ACLU Challenges Michigan Domestic Partner Law

January 6, 2012 (PLANSPONSOR.com) - The American Civil Liberties Union and the ACLU of Michigan filed a lawsuit asking a federal court to strike down a new state law that bans many public entities from providing healthcare insurance to the domestic partners of their employees.

The lawsuit was filed on behalf of school teachers, city and county workers and their domestic partners who will lose their health insurance as a result of the law. The lawsuit charges that the new law discriminates by categorically denying domestic partners access to benefits and violates the constitutional right to equal protection by forcing gay and lesbian employees in committed relationships to carry the financial hardship and anxiety of being uninsured, while allowing heterosexual couples to marry and receive family health protections.   

In addition, the ACLU said, the law only bars domestic partners from receiving health care coverage, while allowing government employers to offer benefits to all other family members, including parents, siblings, uncles and cousins.   
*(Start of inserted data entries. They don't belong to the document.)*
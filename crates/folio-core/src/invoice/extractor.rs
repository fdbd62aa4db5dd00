//! Template-driven invoice field extraction.

use tracing::{debug, warn};

use super::normalize::normalize_document_number;
use crate::error::PatternError;
use crate::models::template::{compile_pattern, FieldKind, InvoiceFieldSet, Template};

/// Outcome of running one field pattern.
pub type FieldResult = Result<Option<String>, PatternError>;

/// Per-field outcomes for a whole template, in [`FieldKind::ALL`] order.
#[derive(Debug, Clone)]
pub struct FieldResults {
    pub results: Vec<(FieldKind, FieldResult)>,
}

impl FieldResults {
    /// Collapse into a field set, treating pattern errors as no match.
    pub fn into_field_set(self) -> InvoiceFieldSet {
        let mut fields = InvoiceFieldSet::default();
        for (kind, result) in self.results {
            match result {
                Ok(value) => fields.set(kind, value),
                Err(e) => warn!("{}", e),
            }
        }
        fields
    }

    /// Pattern errors encountered, if any.
    pub fn errors(&self) -> Vec<&PatternError> {
        self.results
            .iter()
            .filter_map(|(_, r)| r.as_ref().err())
            .collect()
    }
}

/// Run one pattern against the text.
///
/// The pattern is compiled case-insensitively. Capture group 1 is used when
/// it matched a non-empty string, otherwise the whole match. Values are
/// trimmed and an empty value is no match; document numbers are also dash
/// and whitespace normalized.
pub fn try_extract_field(text: &str, kind: FieldKind, pattern: &str) -> FieldResult {
    let regex = compile_pattern(kind, pattern)?;

    let caps = match regex.captures(text) {
        Ok(Some(caps)) => caps,
        Ok(None) => return Ok(None),
        Err(e) => {
            warn!("{} pattern {:?} gave up on input: {}", kind.label(), pattern, e);
            return Ok(None);
        }
    };

    let matched = caps
        .get(1)
        .filter(|m| !m.as_str().is_empty())
        .or_else(|| caps.get(0))
        .map(|m| m.as_str().trim())
        .filter(|v| !v.is_empty());
    let value = matched.map(|v| match kind {
        FieldKind::DocumentNumber => normalize_document_number(v),
        _ => v.to_string(),
    });

    Ok(value)
}

/// Run every present pattern of a template, keeping per-field errors.
pub fn try_extract_fields(text: &str, template: &Template) -> FieldResults {
    let results = FieldKind::ALL
        .iter()
        .map(|kind| {
            let result = match template.pattern(*kind) {
                Some(pattern) => try_extract_field(text, *kind, pattern),
                None => Ok(None),
            };
            (*kind, result)
        })
        .collect();

    FieldResults { results }
}

/// Extract all fields of a template. Invalid patterns resolve to `None`.
pub fn extract_fields(text: &str, template: &Template) -> InvoiceFieldSet {
    let fields = try_extract_fields(text, template).into_field_set();
    debug!(
        "Template {:?} extracted {} of {} fields",
        template.name,
        FieldKind::ALL.iter().filter(|k| fields.get(**k).is_some()).count(),
        FieldKind::ALL.len()
    );
    fields
}

#[cfg(test)]
mod tests {
    use super::*;
    use pretty_assertions::assert_eq;

    #[test]
    fn test_document_number_normalized() {
        let value = try_extract_field(
            "Invoice No: INV - 2024 - 001",
            FieldKind::DocumentNumber,
            r"Invoice No:\s*([\w\s-]+)",
        )
        .unwrap();
        assert_eq!(value.as_deref(), Some("INV-2024-001"));
    }

    #[test]
    fn test_case_insensitive_and_whole_match() {
        let value = try_extract_field("ACME Trading Sdn Bhd", FieldKind::SupplierName, "acme trading").unwrap();
        assert_eq!(value.as_deref(), Some("ACME Trading"));
    }

    #[test]
    fn test_no_match_is_none() {
        let value = try_extract_field("nothing here", FieldKind::TotalAmount, r"Total:\s*(\S+)").unwrap();
        assert_eq!(value, None);
    }

    #[test]
    fn test_invalid_pattern_is_error() {
        let err = try_extract_field("text", FieldKind::DocumentDate, "([").unwrap_err();
        assert_eq!(err.field, "Document Date");
        assert_eq!(err.pattern, "([");
    }

    #[test]
    fn test_extract_fields_swallows_invalid_pattern() {
        let template = Template::new("acme")
            .with_pattern(FieldKind::SupplierName, r"(ACME\s+\w+)")
            .with_pattern(FieldKind::DocumentDate, r"Date:\s*(\d{2}/\d{2}/\d{4})")
            .with_pattern(FieldKind::DocumentNumber, "(unclosed")
            .with_pattern(FieldKind::TotalAmount, r"Total\s*:\s*RM\s*([\d,.]+)");

        let text = "ACME Trading\nDate: 05/01/2024\nInvoice No: 77\nTotal : RM 1,200.00";
        let fields = extract_fields(text, &template);

        assert_eq!(
            fields,
            InvoiceFieldSet {
                supplier_name: Some("ACME Trading".to_string()),
                document_date: Some("05/01/2024".to_string()),
                document_number: None,
                total_amount: Some("1,200.00".to_string()),
            }
        );
    }

    #[test]
    fn test_try_extract_fields_reports_errors() {
        let template = Template::new("broken").with_pattern(FieldKind::TotalAmount, "[");
        let results = try_extract_fields("x", &template);
        assert_eq!(results.errors().len(), 1);
    }

    #[test]
    fn test_optional_group_falls_back_to_whole_match() {
        let value = try_extract_field("Ref 42", FieldKind::DocumentNumber, r"Ref (x)?\d+").unwrap();
        assert_eq!(value.as_deref(), Some("Ref42"));
    }

    #[test]
    fn test_lookbehind_pattern() {
        let value = try_extract_field(
            "Invoice No: INV-77",
            FieldKind::DocumentNumber,
            r"(?<=Invoice No:\s)\S+",
        )
        .unwrap();
        assert_eq!(value.as_deref(), Some("INV-77"));
    }

    #[test]
    fn test_empty_group_falls_back_to_whole_match() {
        let value = try_extract_field("Total: RM", FieldKind::TotalAmount, r"Total:\s*RM\s*(\d*)").unwrap();
        assert_eq!(value.as_deref(), Some("Total: RM"));
    }

    #[test]
    fn test_empty_match_is_none() {
        let value = try_extract_field("no digits", FieldKind::TotalAmount, r"\d*").unwrap();
        assert_eq!(value, None);
    }
}
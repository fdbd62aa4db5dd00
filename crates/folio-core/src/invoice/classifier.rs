//! Scores invoice text against the template library.
//!
//! Each template earns the weight of every field whose pattern matches
//! (supplier 4, number 3, total 2, date 1). Zero scores are dropped and the
//! highest remaining score wins, ties going to the template listed first.

use serde::{Deserialize, Serialize};
use tracing::{debug, info, warn};

use crate::models::config::ClassificationConfig;
use crate::models::template::{compile_pattern, FieldKind, Template};

/// Score of one template against one document.
#[derive(Debug, Clone, PartialEq, Eq, Serialize, Deserialize)]
#[serde(rename_all = "camelCase")]
pub struct ClassificationScore {
    pub template_name: String,
    pub score: u32,
}

/// Result of classifying a document.
#[derive(Debug, Clone, PartialEq, Eq)]
pub enum Classification {
    /// The best template reached the minimum score.
    Matched { template: Template, score: u32 },
    /// No template reached the minimum score. `best_score` is 0 when
    /// nothing matched at all.
    NoMatch { best_score: u32 },
}

impl Classification {
    pub fn template(&self) -> Option<&Template> {
        match self {
            Classification::Matched { template, .. } => Some(template),
            Classification::NoMatch { .. } => None,
        }
    }

    pub fn is_match(&self) -> bool {
        matches!(self, Classification::Matched { .. })
    }
}

pub struct TemplateClassifier {
    min_score: u32,
}

impl TemplateClassifier {
    pub fn new(min_score: u32) -> Self {
        Self { min_score }
    }

    pub fn from_config(config: &ClassificationConfig) -> Self {
        Self::new(config.min_score)
    }

    pub fn min_score(&self) -> u32 {
        self.min_score
    }

    /// Score a single template. Invalid patterns count as no match.
    pub fn score(&self, text: &str, template: &Template) -> u32 {
        FieldKind::ALL
            .iter()
            .filter_map(|kind| template.pattern(*kind).map(|p| (*kind, p)))
            .filter(|(kind, pattern)| match compile_pattern(*kind, pattern) {
                Ok(regex) => regex.is_match(text).unwrap_or_else(|e| {
                    warn!("Template {:?}: {} pattern gave up on input: {}", template.name, kind.label(), e);
                    false
                }),
                Err(e) => {
                    warn!("Template {:?}: {}", template.name, e);
                    false
                }
            })
            .map(|(kind, _)| kind.weight())
            .sum()
    }

    /// Every nonzero score, highest first. Equal scores keep list order.
    pub fn score_all(&self, text: &str, templates: &[Template]) -> Vec<ClassificationScore> {
        let mut scores: Vec<ClassificationScore> = templates
            .iter()
            .map(|t| ClassificationScore {
                template_name: t.name.clone(),
                score: self.score(text, t),
            })
            .filter(|s| s.score > 0)
            .collect();

        // sort_by is stable
        scores.sort_by(|a, b| b.score.cmp(&a.score));
        scores
    }

    /// Pick the best template, or report that none reached the threshold.
    pub fn classify(&self, text: &str, templates: &[Template]) -> Classification {
        let mut best: Option<(&Template, u32)> = None;
        for template in templates {
            let score = self.score(text, template);
            debug!("Template {:?} scored {}", template.name, score);
            if score > 0 && best.is_none_or(|(_, top)| score > top) {
                best = Some((template, score));
            }
        }

        match best {
            Some((template, score)) if score >= self.min_score => {
                info!("Classified as {:?} (score {})", template.name, score);
                Classification::Matched {
                    template: template.clone(),
                    score,
                }
            }
            Some((template, score)) => {
                info!(
                    "Best template {:?} scored {}, below minimum {}",
                    template.name, score, self.min_score
                );
                Classification::NoMatch { best_score: score }
            }
            None => {
                info!("No template matched");
                Classification::NoMatch { best_score: 0 }
            }
        }
    }
}

impl Default for TemplateClassifier {
    fn default() -> Self {
        Self::from_config(&ClassificationConfig::default())
    }
}

#[cfg(test)]
mod tests {
    use super::*;
    use pretty_assertions::assert_eq;

    fn supplier_only(name: &str, pattern: &str) -> Template {
        Template::new(name).with_pattern(FieldKind::SupplierName, pattern)
    }

    #[test]
    fn test_tie_goes_to_first_listed() {
        let templates = vec![supplier_only("A", "acme"), supplier_only("B", "trading")];
        let classifier = TemplateClassifier::new(3);

        let result = classifier.classify("ACME Trading", &templates);
        assert_eq!(result.template().map(|t| t.name.as_str()), Some("A"));

        let scores = classifier.score_all("ACME Trading", &templates);
        assert_eq!(
            scores,
            vec![
                ClassificationScore { template_name: "A".into(), score: 4 },
                ClassificationScore { template_name: "B".into(), score: 4 },
            ]
        );
    }

    #[test]
    fn test_weights() {
        let template = Template::new("full")
            .with_pattern(FieldKind::SupplierName, "acme")
            .with_pattern(FieldKind::DocumentNumber, r"INV-\d+")
            .with_pattern(FieldKind::TotalAmount, "total")
            .with_pattern(FieldKind::DocumentDate, r"\d{2}/\d{2}/\d{4}");
        let classifier = TemplateClassifier::new(3);

        assert_eq!(classifier.score("ACME INV-1 Total 01/01/2024", &template), 10);
        assert_eq!(classifier.score("INV-1 01/01/2024", &template), 4);
        assert_eq!(classifier.score("Total", &template), 2);
    }

    #[test]
    fn test_lookahead_pattern_scores() {
        let template = supplier_only("acme", r"acme(?= trading)");
        let classifier = TemplateClassifier::new(3);

        assert_eq!(classifier.score("ACME Trading", &template), 4);
        assert_eq!(classifier.score("ACME Holdings", &template), 0);
    }

    #[test]
    fn test_zero_scores_dropped_and_sorted() {
        let templates = vec![
            Template::new("date").with_pattern(FieldKind::DocumentDate, "2024"),
            Template::new("none").with_pattern(FieldKind::SupplierName, "globex"),
            Template::new("number").with_pattern(FieldKind::DocumentNumber, "INV"),
        ];
        let scores = TemplateClassifier::new(3).score_all("INV 2024", &templates);

        let names: Vec<&str> = scores.iter().map(|s| s.template_name.as_str()).collect();
        assert_eq!(names, vec!["number", "date"]);
    }

    #[test]
    fn test_below_threshold_is_no_match() {
        let templates = vec![Template::new("weak").with_pattern(FieldKind::TotalAmount, "total")];
        let result = TemplateClassifier::new(3).classify("Total: 5", &templates);
        assert_eq!(result, Classification::NoMatch { best_score: 2 });
    }

    #[test]
    fn test_nothing_matches() {
        let templates = vec![supplier_only("A", "acme")];
        let result = TemplateClassifier::new(0).classify("unrelated", &templates);
        assert_eq!(result, Classification::NoMatch { best_score: 0 });
        assert!(!result.is_match());
    }

    #[test]
    fn test_invalid_pattern_scores_nothing() {
        let template = Template::new("bad")
            .with_pattern(FieldKind::SupplierName, "(acme")
            .with_pattern(FieldKind::DocumentNumber, "INV");
        assert_eq!(TemplateClassifier::new(3).score("ACME INV", &template), 3);
    }

    #[test]
    fn test_higher_later_template_wins() {
        let templates = vec![
            Template::new("low").with_pattern(FieldKind::TotalAmount, "total"),
            supplier_only("high", "acme"),
        ];
        let result = TemplateClassifier::new(3).classify("ACME total", &templates);
        assert!(matches!(
            result,
            Classification::Matched { ref template, score: 4 } if template.name == "high"
        ));
    }
}
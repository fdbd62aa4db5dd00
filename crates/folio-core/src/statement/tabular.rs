//! Fixed-column statement grammar.
//!
//! Lines are filtered down to the transaction block and then read bottom
//! up. Description lines that follow a transaction row in the document are
//! collected first and attached when the row itself is reached.

use chrono::{Datelike, Local, NaiveDate};
use regex::{Regex, RegexBuilder};
use rust_decimal::Decimal;
use tracing::{debug, info, trace, warn};

use super::parse_plain_amount;
use super::patterns::{LEADING_DAY_MONTH, SEPARATOR, STATEMENT_DATE, TABULAR_TRANSACTION};
use crate::dates::parse_year;
use crate::models::config::StatementConfig;
use crate::models::record::{collapse_whitespace, TransactionRecord};

/// A transaction row recognised while scanning, before normalization.
#[derive(Debug, Clone, PartialEq)]
struct RawTransaction {
    /// `DD/MM`
    day_month: String,
    description: String,
    amount: Decimal,
}

/// How a filtered line contributes to the reverse scan.
#[derive(Debug, Clone, PartialEq)]
enum LineKind {
    Transaction {
        day_month: Option<String>,
        description: String,
        amount: Decimal,
    },
    Nullifier,
    Description(String),
    Noise,
}

/// Description stitching state for the reverse scan.
///
/// Lines arrive bottom up; `Accumulating` holds them in arrival order.
#[derive(Debug, Default, Clone, PartialEq)]
pub(crate) enum Stitch {
    #[default]
    AwaitingRecord,
    Accumulating(Vec<String>),
}

impl Stitch {
    /// Remember a description line for the next transaction up.
    pub(crate) fn push(&mut self, line: String) {
        match self {
            Stitch::AwaitingRecord => *self = Stitch::Accumulating(vec![line]),
            Stitch::Accumulating(lines) => lines.push(line),
        }
    }

    /// Drop anything accumulated.
    pub(crate) fn reset(&mut self) {
        *self = Stitch::AwaitingRecord;
    }

    /// Hand over the accumulated lines in document order and reset.
    pub(crate) fn take(&mut self) -> Vec<String> {
        match std::mem::take(self) {
            Stitch::AwaitingRecord => Vec::new(),
            Stitch::Accumulating(mut lines) => {
                lines.reverse();
                lines
            }
        }
    }
}

/// Grammar for fixed-column statements.
pub struct TabularGrammar {
    start_markers: Vec<String>,
    end_markers: Vec<String>,
    header_markers: Vec<String>,
    nullifying_markers: Vec<String>,
    boilerplate: Option<Regex>,
}

impl TabularGrammar {
    /// Build the grammar from marker configuration.
    pub fn new(config: &StatementConfig) -> Self {
        fn upper(items: &[String]) -> Vec<String> {
            items
                .iter()
                .map(|s| s.trim().to_uppercase())
                .filter(|s| !s.is_empty())
                .collect()
        }

        let alternatives: Vec<String> = config
            .boilerplate
            .iter()
            .filter(|s| !s.trim().is_empty())
            .map(|s| regex::escape(s.trim()))
            .collect();
        let boilerplate = if alternatives.is_empty() {
            None
        } else {
            RegexBuilder::new(&alternatives.join("|"))
                .case_insensitive(true)
                .build()
                .ok()
        };

        Self {
            start_markers: upper(&config.block_start_markers),
            end_markers: upper(&config.block_end_markers),
            header_markers: upper(&config.header_markers),
            nullifying_markers: upper(&config.nullifying_markers),
            boilerplate,
        }
    }

    /// Parse statement lines, falling back to the current year when the
    /// statement date is missing.
    pub fn parse(&self, lines: &[String]) -> Vec<TransactionRecord> {
        self.parse_with_fallback_year(lines, Local::now().year())
    }

    /// Parse statement lines with an explicit fallback year.
    pub fn parse_with_fallback_year(&self, lines: &[String], fallback_year: i32) -> Vec<TransactionRecord> {
        let year = statement_year(lines).unwrap_or_else(|| {
            debug!("No statement date marker, using year {}", fallback_year);
            fallback_year
        });

        let block = self.transaction_block(lines);
        debug!("Transaction block holds {} of {} lines", block.len(), lines.len());

        let raw = self.stitch_reverse(&block);

        let records: Vec<TransactionRecord> = raw
            .into_iter()
            .filter_map(|tx| self.normalize(tx, year))
            .collect();

        info!("Parsed {} tabular transactions", records.len());
        records
    }

    /// Keep the lines between a start marker and a closing-balance marker,
    /// minus headers and separators.
    fn transaction_block<'a>(&self, lines: &'a [String]) -> Vec<&'a str> {
        let mut in_block = false;
        let mut block = Vec::new();

        for line in lines {
            let line = line.trim();
            let upper = line.to_uppercase();

            if !in_block {
                if contains_any(&upper, &self.start_markers) {
                    trace!("Entering transaction block at {:?}", line);
                    in_block = true;
                }
                continue;
            }

            if contains_any(&upper, &self.end_markers) {
                trace!("Leaving transaction block at {:?}", line);
                in_block = false;
                continue;
            }

            if contains_any(&upper, &self.start_markers)
                || contains_any(&upper, &self.header_markers)
                || SEPARATOR.is_match(line)
            {
                continue;
            }

            block.push(line);
        }

        block
    }

    fn classify(&self, line: &str) -> LineKind {
        let upper = line.to_uppercase();
        if contains_any(&upper, &self.nullifying_markers) {
            return LineKind::Nullifier;
        }

        if let Some(caps) = TABULAR_TRANSACTION.captures(line) {
            if let Some(mut amount) = parse_plain_amount(&caps["amount"]) {
                if &caps["sign"] == "-" {
                    amount = -amount;
                }
                return LineKind::Transaction {
                    day_month: caps.name("date").map(|m| m.as_str().to_string()),
                    description: caps["desc"].trim().to_string(),
                    amount,
                };
            }
        }

        if line.chars().count() > 1 {
            LineKind::Description(line.to_string())
        } else {
            LineKind::Noise
        }
    }

    /// Walk the block bottom up, attaching trailing description lines to the
    /// transaction row above them. Returns rows in document order.
    fn stitch_reverse(&self, block: &[&str]) -> Vec<RawTransaction> {
        let mut stitch = Stitch::default();
        let mut collected = Vec::new();

        for line in block.iter().rev() {
            match self.classify(line) {
                LineKind::Transaction {
                    day_month,
                    description,
                    amount,
                } => {
                    let mut trailing = stitch.take();

                    let day_month = match day_month {
                        Some(dm) => dm,
                        None => match take_dated_line(&mut trailing) {
                            Some(dm) => dm,
                            None => {
                                warn!("Dropping undated transaction row {:?}", line);
                                continue;
                            }
                        },
                    };

                    let mut parts = Vec::with_capacity(trailing.len() + 1);
                    parts.push(description);
                    parts.extend(trailing);

                    collected.push(RawTransaction {
                        day_month,
                        description: parts.join(" "),
                        amount,
                    });
                }
                LineKind::Nullifier => {
                    trace!("Nullifying marker {:?}", line);
                    stitch.reset();
                }
                LineKind::Description(text) => stitch.push(text),
                LineKind::Noise => {}
            }
        }

        collected.reverse();
        collected
    }

    fn normalize(&self, tx: RawTransaction, year: i32) -> Option<TransactionRecord> {
        let date = match day_month_with_year(&tx.day_month, year) {
            Some(date) => date,
            None => {
                warn!("Skipping transaction with invalid date {}/{}", tx.day_month, year);
                return None;
            }
        };

        let cleaned = match &self.boilerplate {
            Some(re) => collapse_whitespace(&re.replace_all(&tx.description, " ")),
            None => collapse_whitespace(&tx.description),
        };
        let description = if cleaned.is_empty() {
            collapse_whitespace(&tx.description)
        } else {
            cleaned
        };

        if description.is_empty() {
            warn!("Skipping transaction on {} without description", tx.day_month);
            return None;
        }

        Some(TransactionRecord::new(date, description, tx.amount))
    }
}

impl Default for TabularGrammar {
    fn default() -> Self {
        Self::new(&StatementConfig::default())
    }
}

/// Year from a "STATEMENT DATE: DD/MM/YY" marker anywhere in the document.
pub fn statement_year(lines: &[String]) -> Option<i32> {
    let joined = lines.join("\n");
    let caps = STATEMENT_DATE.captures(&joined)?;
    parse_year(&caps[3])
}

/// Remove the first trailing line that starts with its own `DD/MM` date,
/// leaving its remainder in place. Returns the date.
fn take_dated_line(trailing: &mut Vec<String>) -> Option<String> {
    let index = trailing.iter().position(|l| LEADING_DAY_MONTH.is_match(l))?;
    let caps = LEADING_DAY_MONTH.captures(&trailing[index])?;
    let date = caps["date"].to_string();
    let rest = caps["rest"].trim().to_string();

    if rest.is_empty() {
        trailing.remove(index);
    } else {
        trailing[index] = rest;
    }
    Some(date)
}

fn day_month_with_year(day_month: &str, year: i32) -> Option<NaiveDate> {
    let (day, month) = day_month.split_once('/')?;
    NaiveDate::from_ymd_opt(year, month.parse().ok()?, day.parse().ok()?)
}

fn contains_any(upper_line: &str, markers: &[String]) -> bool {
    markers.iter().any(|m| upper_line.contains(m.as_str()))
}
//! CSV export.
//!
//! One header row, then one row per record. Fields are quoted only when
//! they contain a comma, quote or line break, with inner quotes doubled.
//! Amounts are plain two-decimal numbers and dates are `DD/MM/YYYY`.

use std::io::Write;

use csv::{QuoteStyle, WriterBuilder};
use tracing::debug;

use crate::error::Result;
use crate::invoice::{normalize_amount, normalize_date, InvoiceRow};
use crate::models::record::TransactionRecord;

pub const TRANSACTION_HEADERS: [&str; 3] = ["Date", "Description", "Amount"];

pub const INVOICE_HEADERS: [&str; 6] = [
    "File",
    "Supplier Name",
    "Document Date",
    "Document Number",
    "Total Amount",
    "Template",
];

fn writer<W: Write>(inner: W) -> csv::Writer<W> {
    WriterBuilder::new()
        .quote_style(QuoteStyle::Necessary)
        .from_writer(inner)
}

/// Write statement transactions.
pub fn write_transactions_csv<W: Write>(inner: W, records: &[TransactionRecord]) -> Result<()> {
    let mut wtr = writer(inner);
    wtr.write_record(TRANSACTION_HEADERS)?;
    for record in records {
        wtr.write_record([
            record.date_string(),
            record.description.clone(),
            record.amount_string(),
        ])?;
    }
    wtr.flush()?;
    debug!("Wrote {} transaction rows", records.len());
    Ok(())
}

/// Write invoice rows. The template's official export name replaces the
/// extracted supplier name when set; dates and totals are normalized.
pub fn write_invoices_csv<W: Write>(inner: W, rows: &[InvoiceRow]) -> Result<()> {
    let mut wtr = writer(inner);
    wtr.write_record(INVOICE_HEADERS)?;
    for row in rows {
        let fields = &row.fields;
        let date = fields.document_date.as_deref().map(normalize_date).unwrap_or_default();
        let total = fields.total_amount.as_deref().map(normalize_amount).unwrap_or_default();
        wtr.write_record([
            row.file.as_str(),
            row.export_supplier_name().unwrap_or_default(),
            date.as_str(),
            fields.document_number.as_deref().unwrap_or_default(),
            total.as_str(),
            row.template_name.as_deref().unwrap_or_default(),
        ])?;
    }
    wtr.flush()?;
    debug!("Wrote {} invoice rows", rows.len());
    Ok(())
}

/// Transactions as a CSV string.
pub fn transactions_to_csv(records: &[TransactionRecord]) -> Result<String> {
    let mut buf = Vec::new();
    write_transactions_csv(&mut buf, records)?;
    Ok(String::from_utf8_lossy(&buf).into_owned())
}

/// Invoice rows as a CSV string.
pub fn invoices_to_csv(rows: &[InvoiceRow]) -> Result<String> {
    let mut buf = Vec::new();
    write_invoices_csv(&mut buf, rows)?;
    Ok(String::from_utf8_lossy(&buf).into_owned())
}
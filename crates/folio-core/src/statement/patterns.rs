//! Regex patterns for statement parsing.

use lazy_static::lazy_static;
use regex::Regex;

lazy_static! {
    // Statement date header (bilingual): "STATEMENT DATE : 31/01/24"
    pub static ref STATEMENT_DATE: Regex = Regex::new(
        r"(?i)(?:STATEMENT\s+DATE|TARIKH\s+PENYATA)\s*:?\s*(\d{1,2})/(\d{1,2})/(\d{4}|\d{2})\b"
    ).unwrap();

    // Tabular transaction line:
    // "01/02 GROCERY STORE 45.00- 1,234.56"
    // date is optional, the trailing balance column is optional
    pub static ref TABULAR_TRANSACTION: Regex = Regex::new(concat!(
        r"^(?:(?P<date>\d{2}/\d{2})\s+)?",
        r"(?P<desc>.*?)\s*",
        r"(?P<amount>\d[\d,]*\.\d{2})(?P<sign>[+-])",
        r"(?:\s+(?P<balance>\d[\d,]*\.\d{2})(?:[+-]|\s*DR)?)?$"
    )).unwrap();

    // A continuation line that carries its own DD/MM date
    pub static ref LEADING_DAY_MONTH: Regex = Regex::new(
        r"^(?P<date>\d{2}/\d{2})\s+(?P<rest>.*)$"
    ).unwrap();

    // Bare "=====" separators
    pub static ref SEPARATOR: Regex = Regex::new(r"^=+$").unwrap();

    // Trailing signed amount with no currency marker
    pub static ref BARE_AMOUNT: Regex = Regex::new(
        r"(?P<sign>-)?\s*(?P<value>\d[\d,]*(?:\.\d+)?)\s*$"
    ).unwrap();

    // Flowing transaction start: "01 Jan 2024 ..."
    pub static ref FLOWING_DATE: Regex = Regex::new(
        r"^(?P<date>\d{1,2}\s+[A-Za-z]{3,4}\s+\d{4})\b\s*(?P<rest>.*)$"
    ).unwrap();
}

#[cfg(test)]
mod tests {
    use super::*;

    #[test]
    fn test_tabular_with_date_and_balance() {
        let caps = TABULAR_TRANSACTION
            .captures("01/02 GROCERY STORE 45.00- 1,234.56")
            .unwrap();
        assert_eq!(&caps["date"], "01/02");
        assert_eq!(&caps["desc"], "GROCERY STORE");
        assert_eq!(&caps["amount"], "45.00");
        assert_eq!(&caps["sign"], "-");
        assert_eq!(&caps["balance"], "1,234.56");
    }

    #[test]
    fn test_tabular_without_date() {
        let caps = TABULAR_TRANSACTION.captures("SALARY 3,000.00+").unwrap();
        assert!(caps.name("date").is_none());
        assert_eq!(&caps["desc"], "SALARY");
        assert_eq!(&caps["amount"], "3,000.00");
        assert_eq!(&caps["sign"], "+");
    }

    #[test]
    fn test_tabular_rejects_unsigned_amount() {
        assert!(!TABULAR_TRANSACTION.is_match("01/02 GROCERY STORE 45.00"));
    }

    #[test]
    fn test_statement_date() {
        let caps = STATEMENT_DATE.captures("STATEMENT DATE : 31/01/24").unwrap();
        assert_eq!(&caps[3], "24");
    }

    #[test]
    fn test_flowing_date() {
        let caps = FLOWING_DATE.captures("01 Jan 2024 Coffee Shop RM 12.50").unwrap();
        assert_eq!(&caps["date"], "01 Jan 2024");
        assert_eq!(&caps["rest"], "Coffee Shop RM 12.50");
    }
}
“It’s unconstitutional for the state of Michigan to deprive a small number of workers the means to take care of their loved ones when other similarly situated workers do have access to family coverage,” said Amanda C. Goad, staff attorney for the ACLU LGBT Project.  

Backers of the legislation criticized domestic partner programs as expensive and in violation of the state’s 2004 constitutional amendment defining marriage as involving one man and one woman approved by Michigan voters in 2004 (see Michigan Bill Barring Domestic Partner Benefits Goes to Governor).